Surgery · Trauma and Emergency Surgery (ATLS, Burns, Abdominal Trauma, Head Injury)

The MRC CRASH-3 trial evaluated tranexamic acid in traumatic brain injury. What was the primary finding regarding timing of administration?

  • A TXA has no benefit in any category of TBI regardless of timing
  • B TXA reduces head injury mortality when given within 3 hours in mild-moderate TBI
  • C TXA reduces mortality only in severe TBI (GCS <9)
  • D TXA reduces mortality only when given within 30 minutes of injury
Correct answer: B. TXA reduces head injury mortality when given within 3 hours in mild-moderate TBI

Explanation

The CRASH-3 trial (Lancet 2019, n=12,737) showed that tranexamic acid (loading dose 1g over 10 min, then 1g over 8 hours IV) reduced head injury deaths when given within 3 hours of injury, with the greatest benefit in mild-moderate TBI (GCS 9–15).

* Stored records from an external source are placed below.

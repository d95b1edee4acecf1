use std::path::{Path, PathBuf};
use std::sync::Mutex;

use crate::health::{LifecycleReporter, ShutdownSkip};
use crate::process::{ControllerError, ControllerState, DaemonExit};
use crate::stage::{ProcessGroupSpec, StartCommand};
use crate::supervisor::{ProcessState, SupervisorError};

/// Lifecycle event captured by [`RecordingLifecycleReporter`].
#[derive(Debug, Clone, PartialEq, Eq)]
pub enum ReporterEvent {
    StateEntered(ControllerState),
    SupervisorSpawned(u32),
    SupervisorReachable,
    ConnectivityLost,
    StageWaiting(String),
    StageReached(String),
    StartIssued(String),
    MainProcessExited(String, ProcessState),
    StopRequested,
    Interrupted,
    PoolConfigChanged(PathBuf),
    ShutdownRequested,
    ShutdownSkipped(ShutdownSkip),
    ShutdownFailed,
    SupervisorExited(Option<i32>),
    RunFailed(String),
}

/// Reporter that keeps every event for later assertions.
#[derive(Debug, Default)]
pub struct RecordingLifecycleReporter {
    events: Mutex<Vec<ReporterEvent>>,
}

impl RecordingLifecycleReporter {
    pub fn events(&self) -> Vec<ReporterEvent> {
        self.events
            .lock()
            .unwrap_or_else(std::sync::PoisonError::into_inner)
            .clone()
    }

    pub fn contains(&self, event: &ReporterEvent) -> bool {
        self.events().contains(event)
    }

    pub fn count(&self, predicate: impl Fn(&ReporterEvent) -> bool) -> usize {
        self.events().iter().filter(|event| predicate(event)).count()
    }

    /// Controller states in the order they were entered.
    pub fn states(&self) -> Vec<ControllerState> {
        self.events()
            .into_iter()
            .filter_map(|event| match event {
                ReporterEvent::StateEntered(state) => Some(state),
                _ => None,
            })
            .collect()
    }

    fn push(&self, event: ReporterEvent) {
        self.events
            .lock()
            .unwrap_or_else(std::sync::PoisonError::into_inner)
            .push(event);
    }
}

impl LifecycleReporter for RecordingLifecycleReporter {
    fn state_entered(&self, state: ControllerState) {
        self.push(ReporterEvent::StateEntered(state));
    }

    fn supervisor_spawned(&self, pid: u32) {
        self.push(ReporterEvent::SupervisorSpawned(pid));
    }

    fn supervisor_reachable(&self) {
        self.push(ReporterEvent::SupervisorReachable);
    }

    fn connectivity_lost(&self, _error: &SupervisorError) {
        self.push(ReporterEvent::ConnectivityLost);
    }

    fn stage_waiting(&self, group: &ProcessGroupSpec) {
        self.push(ReporterEvent::StageWaiting(group.name().to_owned()));
    }

    fn stage_reached(&self, group: &ProcessGroupSpec) {
        self.push(ReporterEvent::StageReached(group.name().to_owned()));
    }

    fn start_issued(&self, command: &StartCommand) {
        self.push(ReporterEvent::StartIssued(command.to_string()));
    }

    fn main_process_exited(&self, process: &str, state: ProcessState) {
        self.push(ReporterEvent::MainProcessExited(process.to_owned(), state));
    }

    fn stop_requested(&self) {
        self.push(ReporterEvent::StopRequested);
    }

    fn interrupted(&self) {
        self.push(ReporterEvent::Interrupted);
    }

    fn pool_config_changed(&self, path: &Path) {
        self.push(ReporterEvent::PoolConfigChanged(path.to_path_buf()));
    }

    fn shutdown_requested(&self) {
        self.push(ReporterEvent::ShutdownRequested);
    }

    fn shutdown_skipped(&self, reason: ShutdownSkip) {
        self.push(ReporterEvent::ShutdownSkipped(reason));
    }

    fn shutdown_failed(&self, _error: &SupervisorError) {
        self.push(ReporterEvent::ShutdownFailed);
    }

    fn supervisor_exited(&self, exit: DaemonExit) {
        self.push(ReporterEvent::SupervisorExited(exit.code()));
    }

    fn run_failed(&self, error: &ControllerError) {
        self.push(ReporterEvent::RunFailed(error.to_string()));
    }
}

In patients with GCS 3 or bilateral unreactive pupils (severe TBI), no significant mortality benefit was demonstrated — suggesting irreversible injury in the most severely injured. The earlier TXA was given within the 3-hour window, the greater the benefit. This has been incorporated into many TBI management protocols worldwide.

Reference: Bailey & Love's Short Practice of Surgery, 27th ed.